TASK INSTRUCTIONS:
Count up the lines in the listing below that hold "frame", and answer with the total alone.

INFORMATION GIVEN:
-=-=-=-=-

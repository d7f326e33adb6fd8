// Shared tuning constants for the folio frontend.

// Gallery feed
pub const DATASET_LEN: usize = 50;
pub const PAGE_SIZE: usize = 8;
pub const FEED_LATENCY_MS: u64 = 700; // simulated fetch delay per load step
pub const FEED_COOLDOWN_MS: u64 = 1000; // at most one load trigger per window
pub const PROJECT_IMAGE_VARIANTS: usize = 4;
pub const DEFAULT_DESCRIPTION: &str = "Amazing project details go here.";

// Modal transitions
pub const MODAL_ENTER_SEC: f32 = 0.5;
pub const MODAL_EXIT_SEC: f32 = 0.4;
pub const MODAL_HIDDEN_SCALE: f32 = 0.8; // scale at zero visibility

// Preloader
pub const PRELOADER_FILL_SEC: f32 = 1.6;
pub const PRELOADER_HOLD_SEC: f32 = 0.3;
pub const PRELOADER_FADE_SEC: f32 = 0.6;

// Headline intro
pub const HEADLINE_OFFSET_PX: f32 = 28.0;
pub const HEADLINE_STAGGER_SEC: f32 = 0.08;
pub const HEADLINE_DURATION_SEC: f32 = 0.7;
pub const HEADLINE_DELAY_SEC: f32 = 0.2;

// Scroll pinning
pub const PIN_DISTANCE_PX: f32 = 1500.0;
pub const SCRUB_LAG_SEC: f32 = 0.8; // time for displayed progress to catch up

// Hero camera
pub const CAMERA_FOV_DEG: f32 = 50.0;
pub const CAMERA_NEAR: f32 = 0.1;
pub const CAMERA_FAR: f32 = 100.0;
pub const CAMERA_START: [f32; 3] = [0.0, 1.2, 6.0];

// Hero orbit drag, layered on the timeline camera
pub const ORBIT_TARGET: [f32; 3] = [0.0, 0.0, 0.0];
pub const ORBIT_MIN_DISTANCE: f32 = 2.5;
pub const ORBIT_MAX_DISTANCE: f32 = 10.0;
pub const ORBIT_DAMPING: f32 = 0.05; // share of the pending rotation applied per 60 Hz frame
pub const ORBIT_ROTATE_SPEED: f32 = 1.0;
pub const ORBIT_PITCH_LIMIT: f32 = 1.2;
pub const ORBIT_POLAR_EPS: f32 = 1e-3;
pub const ORBIT_ZOOM_STEP: f32 = 0.95; // distance scale per wheel notch
pub const ORBIT_SETTLE_EPS: f32 = 1e-5;

// Hero scene layout
pub const ISLAND_Y: f32 = -0.3;
pub const ISLAND_BODY_Y: f32 = 0.2; // body offset inside the island group
pub const ISLAND_RADIUS: f32 = 1.4;
pub const RING_RADIUS: f32 = 1.8;
pub const RING_TUBE: f32 = 0.03;
pub const PARTICLE_COUNT: usize = 200;
pub const PARTICLE_RADIUS_MIN: f32 = 1.8;
pub const PARTICLE_RADIUS_MAX: f32 = 3.2;
pub const PARTICLE_Y_MIN: f32 = -0.6;
pub const PARTICLE_Y_MAX: f32 = 0.8;
pub const PARTICLE_SEED: u64 = 7;

// Idle motion, expressed per 60 Hz frame
pub const IDLE_REFERENCE_FPS: f32 = 60.0;
pub const ISLAND_IDLE_STEP: f32 = 0.003;
pub const ISLAND_IDLE_WOBBLE: f32 = 0.0007;
pub const ISLAND_IDLE_FREQ: f32 = 0.5;
pub const RING_IDLE_STEP: f32 = 0.005;
pub const RING_IDLE_WOBBLE: f32 = 0.0009;
pub const RING_IDLE_FREQ: f32 = 0.7;
pub const PARTICLE_SPIN_PER_SEC: f32 = 0.02;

-=-=-=-=-

WRITTEN ANSWER:
2